Only one stretch of the records below is wanted: the lines from the one holding "be a finite" through the one holding "value above one.". Return it exactly, both ends included.

[Data provided — start]

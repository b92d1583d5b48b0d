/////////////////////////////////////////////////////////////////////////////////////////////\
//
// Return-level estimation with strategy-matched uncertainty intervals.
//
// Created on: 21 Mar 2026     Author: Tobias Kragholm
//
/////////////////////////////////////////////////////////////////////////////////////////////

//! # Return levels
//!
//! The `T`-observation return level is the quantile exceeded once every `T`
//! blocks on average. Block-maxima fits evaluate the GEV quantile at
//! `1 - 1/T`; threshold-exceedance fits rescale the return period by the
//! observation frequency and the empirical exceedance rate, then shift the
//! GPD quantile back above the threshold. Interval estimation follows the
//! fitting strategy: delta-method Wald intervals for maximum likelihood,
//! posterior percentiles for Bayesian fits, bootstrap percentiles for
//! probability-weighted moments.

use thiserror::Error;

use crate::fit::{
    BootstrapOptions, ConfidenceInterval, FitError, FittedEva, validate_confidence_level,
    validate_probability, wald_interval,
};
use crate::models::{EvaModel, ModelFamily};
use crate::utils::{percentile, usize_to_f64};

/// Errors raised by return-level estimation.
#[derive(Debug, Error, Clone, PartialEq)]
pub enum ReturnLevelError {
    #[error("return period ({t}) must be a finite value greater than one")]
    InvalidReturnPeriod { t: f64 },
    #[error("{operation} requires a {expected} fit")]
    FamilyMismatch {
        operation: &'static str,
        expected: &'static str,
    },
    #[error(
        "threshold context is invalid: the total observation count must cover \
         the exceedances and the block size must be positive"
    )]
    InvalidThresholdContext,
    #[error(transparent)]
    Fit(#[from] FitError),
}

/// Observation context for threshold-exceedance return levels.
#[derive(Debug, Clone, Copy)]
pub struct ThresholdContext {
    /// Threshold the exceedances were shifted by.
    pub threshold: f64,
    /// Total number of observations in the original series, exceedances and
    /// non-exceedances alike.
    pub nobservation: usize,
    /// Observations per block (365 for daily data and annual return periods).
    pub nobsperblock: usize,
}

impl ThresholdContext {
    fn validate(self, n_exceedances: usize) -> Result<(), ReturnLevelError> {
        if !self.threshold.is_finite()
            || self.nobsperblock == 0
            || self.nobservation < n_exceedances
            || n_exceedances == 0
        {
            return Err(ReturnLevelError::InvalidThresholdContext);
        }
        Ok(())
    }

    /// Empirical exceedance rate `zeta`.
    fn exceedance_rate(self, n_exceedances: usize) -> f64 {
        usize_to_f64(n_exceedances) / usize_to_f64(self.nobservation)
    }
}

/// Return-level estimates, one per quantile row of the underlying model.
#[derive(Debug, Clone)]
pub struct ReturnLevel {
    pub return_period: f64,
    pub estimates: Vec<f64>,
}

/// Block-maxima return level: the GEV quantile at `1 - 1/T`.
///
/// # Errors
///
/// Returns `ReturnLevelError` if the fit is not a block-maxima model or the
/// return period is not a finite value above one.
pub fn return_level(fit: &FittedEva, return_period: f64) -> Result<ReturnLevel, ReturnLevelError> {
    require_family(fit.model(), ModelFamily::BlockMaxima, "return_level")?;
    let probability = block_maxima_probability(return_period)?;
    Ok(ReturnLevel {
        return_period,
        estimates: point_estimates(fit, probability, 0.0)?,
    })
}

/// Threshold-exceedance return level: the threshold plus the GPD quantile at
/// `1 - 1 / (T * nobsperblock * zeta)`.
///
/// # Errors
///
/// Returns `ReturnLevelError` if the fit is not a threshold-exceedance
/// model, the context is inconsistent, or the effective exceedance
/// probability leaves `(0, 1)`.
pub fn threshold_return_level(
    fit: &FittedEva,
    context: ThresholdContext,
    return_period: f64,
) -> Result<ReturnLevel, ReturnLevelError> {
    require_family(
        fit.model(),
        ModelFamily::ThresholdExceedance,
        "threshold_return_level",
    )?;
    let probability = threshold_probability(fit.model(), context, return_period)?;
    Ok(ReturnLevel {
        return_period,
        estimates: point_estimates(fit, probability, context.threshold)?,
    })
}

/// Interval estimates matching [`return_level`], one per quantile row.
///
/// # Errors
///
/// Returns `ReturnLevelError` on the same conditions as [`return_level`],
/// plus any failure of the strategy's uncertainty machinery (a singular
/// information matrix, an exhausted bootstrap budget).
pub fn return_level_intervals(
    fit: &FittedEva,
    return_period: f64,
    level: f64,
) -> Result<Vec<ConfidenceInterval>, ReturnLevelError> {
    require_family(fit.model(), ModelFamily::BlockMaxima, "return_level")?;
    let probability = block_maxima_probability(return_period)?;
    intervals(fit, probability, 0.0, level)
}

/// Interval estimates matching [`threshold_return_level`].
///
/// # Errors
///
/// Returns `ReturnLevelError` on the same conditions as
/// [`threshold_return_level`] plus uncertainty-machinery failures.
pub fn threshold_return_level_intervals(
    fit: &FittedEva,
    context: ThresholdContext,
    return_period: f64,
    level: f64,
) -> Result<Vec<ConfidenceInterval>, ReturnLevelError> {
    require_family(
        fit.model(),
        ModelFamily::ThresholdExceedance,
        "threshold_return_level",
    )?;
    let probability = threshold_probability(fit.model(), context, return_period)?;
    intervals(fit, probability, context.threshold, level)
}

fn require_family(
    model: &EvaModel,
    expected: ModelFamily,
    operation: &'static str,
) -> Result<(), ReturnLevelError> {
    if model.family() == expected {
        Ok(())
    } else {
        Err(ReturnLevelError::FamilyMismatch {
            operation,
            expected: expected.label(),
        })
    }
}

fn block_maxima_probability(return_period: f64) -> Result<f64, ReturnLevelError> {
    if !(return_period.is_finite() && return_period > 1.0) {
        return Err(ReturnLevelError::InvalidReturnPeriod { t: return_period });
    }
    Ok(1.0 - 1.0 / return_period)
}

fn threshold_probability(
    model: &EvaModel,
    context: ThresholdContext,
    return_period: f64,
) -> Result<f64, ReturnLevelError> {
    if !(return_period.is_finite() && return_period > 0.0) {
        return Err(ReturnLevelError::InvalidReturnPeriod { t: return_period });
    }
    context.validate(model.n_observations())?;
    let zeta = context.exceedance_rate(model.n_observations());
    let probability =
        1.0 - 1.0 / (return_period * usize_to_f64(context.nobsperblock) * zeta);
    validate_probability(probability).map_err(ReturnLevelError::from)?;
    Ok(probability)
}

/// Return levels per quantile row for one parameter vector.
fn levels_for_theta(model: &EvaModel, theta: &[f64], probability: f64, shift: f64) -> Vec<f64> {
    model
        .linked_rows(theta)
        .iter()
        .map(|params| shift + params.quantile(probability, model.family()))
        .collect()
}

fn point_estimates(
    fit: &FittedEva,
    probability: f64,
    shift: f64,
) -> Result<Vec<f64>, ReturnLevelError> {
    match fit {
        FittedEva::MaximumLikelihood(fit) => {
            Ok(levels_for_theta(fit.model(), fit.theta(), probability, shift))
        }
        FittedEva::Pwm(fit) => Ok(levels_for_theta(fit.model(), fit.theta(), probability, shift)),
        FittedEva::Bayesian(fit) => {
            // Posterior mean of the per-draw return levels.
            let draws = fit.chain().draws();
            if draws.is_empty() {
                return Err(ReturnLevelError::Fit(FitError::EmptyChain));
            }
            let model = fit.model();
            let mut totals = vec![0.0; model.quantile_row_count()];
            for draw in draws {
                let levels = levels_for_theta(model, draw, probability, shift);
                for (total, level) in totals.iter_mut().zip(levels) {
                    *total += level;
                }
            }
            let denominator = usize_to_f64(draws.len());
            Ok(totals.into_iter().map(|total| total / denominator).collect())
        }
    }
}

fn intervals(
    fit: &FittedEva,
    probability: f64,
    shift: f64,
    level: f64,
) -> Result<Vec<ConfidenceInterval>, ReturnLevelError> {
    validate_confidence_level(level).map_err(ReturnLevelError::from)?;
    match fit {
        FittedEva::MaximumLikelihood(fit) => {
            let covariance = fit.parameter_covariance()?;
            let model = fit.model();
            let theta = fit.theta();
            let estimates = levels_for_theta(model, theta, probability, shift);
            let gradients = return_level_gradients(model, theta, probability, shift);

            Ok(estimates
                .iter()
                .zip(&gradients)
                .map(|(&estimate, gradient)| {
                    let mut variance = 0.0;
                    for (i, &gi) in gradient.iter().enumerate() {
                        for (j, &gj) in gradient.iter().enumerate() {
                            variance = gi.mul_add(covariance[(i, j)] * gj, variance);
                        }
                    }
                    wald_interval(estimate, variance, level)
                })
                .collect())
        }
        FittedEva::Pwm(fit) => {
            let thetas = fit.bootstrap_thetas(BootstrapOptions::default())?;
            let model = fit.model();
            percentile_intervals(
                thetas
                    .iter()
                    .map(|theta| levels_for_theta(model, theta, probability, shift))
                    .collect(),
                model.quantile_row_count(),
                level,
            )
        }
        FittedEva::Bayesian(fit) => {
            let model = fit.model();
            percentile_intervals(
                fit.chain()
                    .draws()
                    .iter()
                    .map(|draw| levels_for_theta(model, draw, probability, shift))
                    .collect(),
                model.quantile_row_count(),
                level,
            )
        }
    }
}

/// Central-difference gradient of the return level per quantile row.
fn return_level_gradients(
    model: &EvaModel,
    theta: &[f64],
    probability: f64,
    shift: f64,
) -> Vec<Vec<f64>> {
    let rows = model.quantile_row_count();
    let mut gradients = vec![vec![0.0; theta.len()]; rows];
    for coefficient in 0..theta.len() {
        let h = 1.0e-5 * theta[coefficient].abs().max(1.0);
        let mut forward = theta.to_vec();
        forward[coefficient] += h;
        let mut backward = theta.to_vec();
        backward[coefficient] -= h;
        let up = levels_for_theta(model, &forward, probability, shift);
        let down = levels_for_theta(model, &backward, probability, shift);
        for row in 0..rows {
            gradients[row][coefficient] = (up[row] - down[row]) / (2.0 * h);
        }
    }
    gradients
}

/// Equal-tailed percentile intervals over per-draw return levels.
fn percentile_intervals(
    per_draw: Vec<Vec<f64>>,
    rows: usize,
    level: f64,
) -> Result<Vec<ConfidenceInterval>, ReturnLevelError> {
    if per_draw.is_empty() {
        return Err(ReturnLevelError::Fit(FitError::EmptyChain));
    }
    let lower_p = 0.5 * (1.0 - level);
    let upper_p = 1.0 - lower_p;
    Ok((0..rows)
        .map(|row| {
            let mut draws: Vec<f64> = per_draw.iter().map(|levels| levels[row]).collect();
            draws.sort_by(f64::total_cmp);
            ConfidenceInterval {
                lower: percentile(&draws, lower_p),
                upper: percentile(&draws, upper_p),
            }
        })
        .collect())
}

[Data provided — finish]
[Data provided — start]

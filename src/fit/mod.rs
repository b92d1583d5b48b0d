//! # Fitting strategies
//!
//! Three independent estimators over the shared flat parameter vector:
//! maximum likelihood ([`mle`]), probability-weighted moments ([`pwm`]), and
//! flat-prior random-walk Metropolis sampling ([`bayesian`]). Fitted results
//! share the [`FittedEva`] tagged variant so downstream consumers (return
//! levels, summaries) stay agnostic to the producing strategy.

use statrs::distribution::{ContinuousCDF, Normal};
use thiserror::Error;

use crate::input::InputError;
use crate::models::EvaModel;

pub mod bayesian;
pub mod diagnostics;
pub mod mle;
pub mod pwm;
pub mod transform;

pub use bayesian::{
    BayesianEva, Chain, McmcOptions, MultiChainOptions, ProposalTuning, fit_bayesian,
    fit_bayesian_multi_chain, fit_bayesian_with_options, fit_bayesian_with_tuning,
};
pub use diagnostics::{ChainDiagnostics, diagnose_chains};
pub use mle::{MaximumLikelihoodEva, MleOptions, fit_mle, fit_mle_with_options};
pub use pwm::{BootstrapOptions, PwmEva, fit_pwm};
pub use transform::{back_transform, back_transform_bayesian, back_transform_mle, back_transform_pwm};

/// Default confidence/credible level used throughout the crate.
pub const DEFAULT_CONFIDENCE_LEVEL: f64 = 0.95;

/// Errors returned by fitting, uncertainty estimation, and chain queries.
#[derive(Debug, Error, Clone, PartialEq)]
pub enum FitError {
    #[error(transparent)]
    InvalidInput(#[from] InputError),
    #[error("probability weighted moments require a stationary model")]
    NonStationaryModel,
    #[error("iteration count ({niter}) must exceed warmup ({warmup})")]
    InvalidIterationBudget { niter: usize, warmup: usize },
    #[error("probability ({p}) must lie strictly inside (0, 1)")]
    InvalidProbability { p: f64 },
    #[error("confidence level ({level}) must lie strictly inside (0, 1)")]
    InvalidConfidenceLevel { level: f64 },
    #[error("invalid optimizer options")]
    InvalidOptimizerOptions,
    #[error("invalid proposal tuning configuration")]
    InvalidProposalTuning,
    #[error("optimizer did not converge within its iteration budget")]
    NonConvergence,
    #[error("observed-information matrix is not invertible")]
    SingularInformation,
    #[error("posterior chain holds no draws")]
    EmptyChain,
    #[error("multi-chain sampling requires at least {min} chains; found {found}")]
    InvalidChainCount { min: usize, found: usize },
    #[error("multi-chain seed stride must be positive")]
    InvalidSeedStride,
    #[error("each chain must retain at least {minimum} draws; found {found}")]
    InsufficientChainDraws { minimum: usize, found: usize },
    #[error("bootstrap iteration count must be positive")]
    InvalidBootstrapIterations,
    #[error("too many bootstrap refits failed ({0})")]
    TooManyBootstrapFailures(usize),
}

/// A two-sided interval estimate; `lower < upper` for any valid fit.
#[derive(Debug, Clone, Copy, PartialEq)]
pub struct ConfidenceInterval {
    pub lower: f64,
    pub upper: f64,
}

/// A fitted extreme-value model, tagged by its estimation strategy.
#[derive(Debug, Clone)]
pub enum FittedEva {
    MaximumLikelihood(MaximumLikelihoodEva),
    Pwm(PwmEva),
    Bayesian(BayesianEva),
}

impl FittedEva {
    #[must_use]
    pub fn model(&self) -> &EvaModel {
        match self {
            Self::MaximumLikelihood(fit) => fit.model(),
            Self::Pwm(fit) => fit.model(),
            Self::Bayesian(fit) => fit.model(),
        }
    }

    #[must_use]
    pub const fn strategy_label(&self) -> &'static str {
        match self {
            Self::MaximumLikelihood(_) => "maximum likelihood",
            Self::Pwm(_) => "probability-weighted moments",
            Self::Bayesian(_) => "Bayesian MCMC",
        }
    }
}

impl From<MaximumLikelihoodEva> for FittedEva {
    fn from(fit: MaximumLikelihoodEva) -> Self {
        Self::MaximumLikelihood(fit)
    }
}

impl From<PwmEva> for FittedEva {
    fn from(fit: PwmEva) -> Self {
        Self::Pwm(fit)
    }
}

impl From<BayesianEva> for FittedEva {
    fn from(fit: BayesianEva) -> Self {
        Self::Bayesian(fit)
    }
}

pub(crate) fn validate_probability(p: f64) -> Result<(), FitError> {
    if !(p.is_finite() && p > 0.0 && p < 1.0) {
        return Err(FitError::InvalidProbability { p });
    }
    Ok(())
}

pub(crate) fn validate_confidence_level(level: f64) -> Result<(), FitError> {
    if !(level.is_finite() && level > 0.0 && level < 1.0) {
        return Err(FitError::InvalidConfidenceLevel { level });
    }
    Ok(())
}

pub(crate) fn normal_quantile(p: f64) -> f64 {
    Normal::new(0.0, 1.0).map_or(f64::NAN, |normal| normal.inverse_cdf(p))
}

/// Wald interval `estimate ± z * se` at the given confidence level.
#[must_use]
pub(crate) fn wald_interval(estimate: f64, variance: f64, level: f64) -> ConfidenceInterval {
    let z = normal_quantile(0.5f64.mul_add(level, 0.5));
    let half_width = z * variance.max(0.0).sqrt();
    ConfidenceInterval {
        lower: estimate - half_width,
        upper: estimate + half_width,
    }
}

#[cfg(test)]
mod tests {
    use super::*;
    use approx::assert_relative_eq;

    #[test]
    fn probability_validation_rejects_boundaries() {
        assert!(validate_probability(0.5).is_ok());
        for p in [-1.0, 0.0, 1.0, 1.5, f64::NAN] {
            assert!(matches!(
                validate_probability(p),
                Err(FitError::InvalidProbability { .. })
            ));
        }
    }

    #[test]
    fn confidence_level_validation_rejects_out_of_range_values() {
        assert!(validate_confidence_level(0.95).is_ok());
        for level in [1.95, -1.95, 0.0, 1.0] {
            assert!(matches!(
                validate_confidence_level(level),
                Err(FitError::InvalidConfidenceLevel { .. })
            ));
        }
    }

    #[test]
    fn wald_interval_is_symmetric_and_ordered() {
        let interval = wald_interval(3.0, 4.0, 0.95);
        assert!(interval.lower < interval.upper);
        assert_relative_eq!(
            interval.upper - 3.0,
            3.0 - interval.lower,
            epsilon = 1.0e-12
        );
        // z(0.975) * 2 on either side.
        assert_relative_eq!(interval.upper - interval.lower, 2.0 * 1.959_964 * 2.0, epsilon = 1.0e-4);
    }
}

[Data provided — finish]
[Data provided — start]

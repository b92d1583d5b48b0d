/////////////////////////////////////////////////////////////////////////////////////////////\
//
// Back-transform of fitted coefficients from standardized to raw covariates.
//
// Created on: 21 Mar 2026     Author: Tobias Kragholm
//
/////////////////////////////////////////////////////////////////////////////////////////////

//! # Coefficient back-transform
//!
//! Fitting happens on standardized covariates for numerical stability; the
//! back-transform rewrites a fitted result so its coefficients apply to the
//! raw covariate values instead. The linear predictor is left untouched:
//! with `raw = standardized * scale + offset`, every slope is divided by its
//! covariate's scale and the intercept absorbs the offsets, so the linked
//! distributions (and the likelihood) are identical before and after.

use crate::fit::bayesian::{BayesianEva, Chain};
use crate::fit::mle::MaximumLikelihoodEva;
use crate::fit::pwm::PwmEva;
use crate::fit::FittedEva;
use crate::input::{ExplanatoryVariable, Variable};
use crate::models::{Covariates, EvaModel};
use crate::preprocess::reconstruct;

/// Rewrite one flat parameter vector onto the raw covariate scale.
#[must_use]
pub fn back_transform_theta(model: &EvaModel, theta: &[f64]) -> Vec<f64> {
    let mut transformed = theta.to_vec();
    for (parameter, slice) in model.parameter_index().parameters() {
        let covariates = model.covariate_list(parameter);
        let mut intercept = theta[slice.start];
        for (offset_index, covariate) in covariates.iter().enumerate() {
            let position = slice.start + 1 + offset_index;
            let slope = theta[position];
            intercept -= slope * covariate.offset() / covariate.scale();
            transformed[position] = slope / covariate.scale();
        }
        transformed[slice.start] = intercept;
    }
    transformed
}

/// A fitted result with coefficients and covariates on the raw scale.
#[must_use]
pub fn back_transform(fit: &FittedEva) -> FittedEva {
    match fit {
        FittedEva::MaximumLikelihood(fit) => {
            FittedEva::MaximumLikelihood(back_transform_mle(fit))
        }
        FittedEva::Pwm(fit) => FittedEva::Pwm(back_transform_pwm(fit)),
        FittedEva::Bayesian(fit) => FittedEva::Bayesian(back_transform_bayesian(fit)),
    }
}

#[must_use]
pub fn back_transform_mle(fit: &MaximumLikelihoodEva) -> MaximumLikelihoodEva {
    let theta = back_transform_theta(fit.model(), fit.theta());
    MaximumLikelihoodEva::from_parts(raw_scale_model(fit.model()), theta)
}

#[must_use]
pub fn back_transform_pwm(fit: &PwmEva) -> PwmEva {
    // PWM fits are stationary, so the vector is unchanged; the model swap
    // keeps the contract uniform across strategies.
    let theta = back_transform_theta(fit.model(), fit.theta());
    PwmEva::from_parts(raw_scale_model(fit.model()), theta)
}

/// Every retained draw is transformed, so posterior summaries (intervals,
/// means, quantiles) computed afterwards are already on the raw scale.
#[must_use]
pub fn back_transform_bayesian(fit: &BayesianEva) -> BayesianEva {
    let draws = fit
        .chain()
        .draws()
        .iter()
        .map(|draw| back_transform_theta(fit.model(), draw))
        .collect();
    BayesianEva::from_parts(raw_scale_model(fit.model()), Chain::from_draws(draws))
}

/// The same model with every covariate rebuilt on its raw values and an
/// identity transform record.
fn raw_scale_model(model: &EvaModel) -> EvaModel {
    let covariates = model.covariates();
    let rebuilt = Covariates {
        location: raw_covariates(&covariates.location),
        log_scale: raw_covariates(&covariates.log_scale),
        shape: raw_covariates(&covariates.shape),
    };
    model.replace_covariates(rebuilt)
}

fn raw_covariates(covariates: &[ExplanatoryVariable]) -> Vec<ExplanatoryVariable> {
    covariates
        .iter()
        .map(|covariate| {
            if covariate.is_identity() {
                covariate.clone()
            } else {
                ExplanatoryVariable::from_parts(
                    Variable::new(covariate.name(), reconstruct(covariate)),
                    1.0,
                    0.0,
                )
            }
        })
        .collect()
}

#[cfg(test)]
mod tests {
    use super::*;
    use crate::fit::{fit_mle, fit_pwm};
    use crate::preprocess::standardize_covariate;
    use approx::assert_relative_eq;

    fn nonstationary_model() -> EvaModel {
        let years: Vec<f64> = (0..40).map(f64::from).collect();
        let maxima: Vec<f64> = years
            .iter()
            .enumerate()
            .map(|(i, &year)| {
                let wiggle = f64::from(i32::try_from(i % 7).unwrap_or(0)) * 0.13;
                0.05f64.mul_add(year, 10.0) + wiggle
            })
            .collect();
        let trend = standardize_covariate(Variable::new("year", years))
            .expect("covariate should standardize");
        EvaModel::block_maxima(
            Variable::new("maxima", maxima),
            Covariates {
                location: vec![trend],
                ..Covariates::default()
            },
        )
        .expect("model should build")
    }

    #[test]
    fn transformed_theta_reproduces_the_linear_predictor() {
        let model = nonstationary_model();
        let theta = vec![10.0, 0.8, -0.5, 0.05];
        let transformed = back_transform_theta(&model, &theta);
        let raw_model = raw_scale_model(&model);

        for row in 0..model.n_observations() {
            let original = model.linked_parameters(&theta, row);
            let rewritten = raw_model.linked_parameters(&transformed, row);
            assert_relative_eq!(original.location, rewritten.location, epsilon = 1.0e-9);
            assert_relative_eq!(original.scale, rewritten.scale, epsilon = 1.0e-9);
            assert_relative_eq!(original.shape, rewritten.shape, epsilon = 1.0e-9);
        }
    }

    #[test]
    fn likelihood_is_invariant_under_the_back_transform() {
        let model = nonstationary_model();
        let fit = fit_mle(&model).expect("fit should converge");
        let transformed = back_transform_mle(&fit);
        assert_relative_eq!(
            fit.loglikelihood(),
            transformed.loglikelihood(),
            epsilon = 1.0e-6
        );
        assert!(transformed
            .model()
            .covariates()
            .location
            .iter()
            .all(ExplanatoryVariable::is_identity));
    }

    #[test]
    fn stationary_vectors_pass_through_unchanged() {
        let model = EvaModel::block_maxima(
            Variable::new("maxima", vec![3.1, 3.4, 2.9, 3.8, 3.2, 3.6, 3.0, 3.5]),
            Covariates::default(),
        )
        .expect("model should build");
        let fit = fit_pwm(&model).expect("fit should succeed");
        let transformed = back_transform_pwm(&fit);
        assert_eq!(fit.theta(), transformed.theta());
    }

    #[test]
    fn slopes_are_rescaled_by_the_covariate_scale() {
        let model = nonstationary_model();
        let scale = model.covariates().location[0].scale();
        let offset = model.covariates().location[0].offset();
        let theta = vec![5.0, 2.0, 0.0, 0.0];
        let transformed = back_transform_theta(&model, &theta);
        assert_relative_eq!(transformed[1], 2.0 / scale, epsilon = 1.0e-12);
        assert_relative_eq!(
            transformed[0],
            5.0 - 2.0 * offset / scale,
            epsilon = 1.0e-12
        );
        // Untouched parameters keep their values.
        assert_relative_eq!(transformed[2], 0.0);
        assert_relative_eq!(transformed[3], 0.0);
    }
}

[Data provided — finish]

Reply:
    #[error("return period ({t}) must be a finite value greater than one")]
    InvalidReturnPeriod { t: f64 },
    #[error("{operation} requires a {expected} fit")]
    FamilyMismatch {
        operation: &'static str,
        expected: &'static str,
    },
    #[error(
        "threshold context is invalid: the total observation count must cover \
         the exceedances and the block size must be positive"
    )]
    InvalidThresholdContext,
    #[error(transparent)]
    Fit(#[from] FitError),
}

/// Observation context for threshold-exceedance return levels.
#[derive(Debug, Clone, Copy)]
pub struct ThresholdContext {
    /// Threshold the exceedances were shifted by.
    pub threshold: f64,
    /// Total number of observations in the original series, exceedances and
    /// non-exceedances alike.
    pub nobservation: usize,
    /// Observations per block (365 for daily data and annual return periods).
    pub nobsperblock: usize,
}

impl ThresholdContext {
    fn validate(self, n_exceedances: usize) -> Result<(), ReturnLevelError> {
        if !self.threshold.is_finite()
            || self.nobsperblock == 0
            || self.nobservation < n_exceedances
            || n_exceedances == 0
        {
            return Err(ReturnLevelError::InvalidThresholdContext);
        }
        Ok(())
    }

    /// Empirical exceedance rate `zeta`.
    fn exceedance_rate(self, n_exceedances: usize) -> f64 {
        usize_to_f64(n_exceedances) / usize_to_f64(self.nobservation)
    }
}

/// Return-level estimates, one per quantile row of the underlying model.
#[derive(Debug, Clone)]
pub struct ReturnLevel {
    pub return_period: f64,
    pub estimates: Vec<f64>,
}

/// Block-maxima return level: the GEV quantile at `1 - 1/T`.
///
/// # Errors
///
/// Returns `ReturnLevelError` if the fit is not a block-maxima model or the
/// return period is not a finite value above one.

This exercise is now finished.